(Given records Opens)
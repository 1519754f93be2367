//! Event system for real-time client communication.
//!
//! This module provides:
//! - [`EventEmitter`] trait for domain services to emit events
//! - Event types for the player, stream, device, and log domains
//!
//! The actual transport (WebSocket push) is handled separately in the `api`
//! module using [`BroadcastEventBridge`].

mod emitter;

pub use emitter::{BroadcastEventBridge, EventEmitter, LoggingEventEmitter, NoopEventEmitter};

use serde::Serialize;

/// Events broadcast to clients.
///
/// Each category has its own inner event type with specific variants.
#[derive(Debug, Clone, Serialize)]
#[serde(tag = "category", rename_all = "camelCase")]
pub enum BroadcastEvent {
    /// Events from player lifecycle and the audio callback.
    Player(PlayerEvent),

    /// Events from the protocol adapter's stream session.
    Stream(StreamEvent),

    /// Events from device enumeration.
    Device(DeviceEvent),

    /// Streamed log records.
    Log(LogEvent),
}

/// Player lifecycle and callback events.
#[derive(Debug, Clone, Serialize)]
#[serde(tag = "type", rename_all = "camelCase")]
pub enum PlayerEvent {
    /// The player's state machine moved.
    StateChanged {
        /// Endpoint name.
        player: String,
        /// New state, serialized in lowercase.
        state: String,
        /// Unix timestamp in milliseconds.
        timestamp: u64,
    },
    /// A trapped error from the device callback or a failed transition.
    ErrorOccurred {
        /// Endpoint name.
        player: String,
        /// Human-readable description.
        message: String,
        /// Unix timestamp in milliseconds.
        timestamp: u64,
    },
    /// Software volume changed.
    VolumeChanged {
        /// Endpoint name.
        player: String,
        /// New volume (0-100).
        volume: u8,
        /// Unix timestamp in milliseconds.
        timestamp: u64,
    },
}

/// Stream-session events from the protocol adapter.
#[derive(Debug, Clone, Serialize)]
#[serde(tag = "type", rename_all = "camelCase")]
pub enum StreamEvent {
    /// Decoded frames started arriving.
    Started {
        /// Endpoint name.
        player: String,
        /// Unix timestamp in milliseconds.
        timestamp: u64,
    },
    /// The stream paused at the transport level.
    Paused {
        /// Endpoint name.
        player: String,
        /// Unix timestamp in milliseconds.
        timestamp: u64,
    },
    /// The stream ended.
    Ended {
        /// Endpoint name.
        player: String,
        /// Unix timestamp in milliseconds.
        timestamp: u64,
    },
    /// The stream timeline jumped; buffered audio was discarded.
    Reanchored {
        /// Endpoint name.
        player: String,
        /// Unix timestamp in milliseconds.
        timestamp: u64,
    },
}

/// Device enumeration events.
#[derive(Debug, Clone, Serialize)]
#[serde(tag = "type", rename_all = "camelCase")]
pub enum DeviceEvent {
    /// The set of playback devices changed.
    ListChanged {
        /// Unix timestamp in milliseconds.
        timestamp: u64,
    },
}

/// A log record mirrored onto the push channel.
#[derive(Debug, Clone, Serialize)]
#[serde(rename_all = "camelCase")]
pub struct LogEvent {
    /// Log level as text (error, warn, info, debug, trace).
    pub level: String,
    /// Module path that produced the record.
    pub target: String,
    /// Formatted message.
    pub message: String,
    /// Unix timestamp in milliseconds.
    pub timestamp: u64,
}

#[cfg(test)]
mod tests {
    use super::*;
    use crate::utils::now_millis;

    #[test]
    fn events_serialize_with_category_and_type_tags() {
        let event = BroadcastEvent::Player(PlayerEvent::StateChanged {
            player: "kitchen".into(),
            state: "playing".into(),
            timestamp: now_millis(),
        });
        let json = serde_json::to_value(&event).unwrap();
        assert_eq!(json["category"], "player");
        assert_eq!(json["type"], "stateChanged");
        assert_eq!(json["player"], "kitchen");
    }

    #[test]
    fn log_events_carry_level_and_target() {
        let event = BroadcastEvent::Log(LogEvent {
            level: "warn".into(),
            target: "spindrift_core::player".into(),
            message: "xrun recovered".into(),
            timestamp: 1,
        });
        let json = serde_json::to_value(&event).unwrap();
        assert_eq!(json["category"], "log");
        assert_eq!(json["level"], "warn");
    }
}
(Given records Closes)
◆ What to produce
Above are some records; copy each line there that contains "PlayerEvent".

◆ Response box
    Player(PlayerEvent),
pub enum PlayerEvent {
        let event = BroadcastEvent::Player(PlayerEvent::StateChanged {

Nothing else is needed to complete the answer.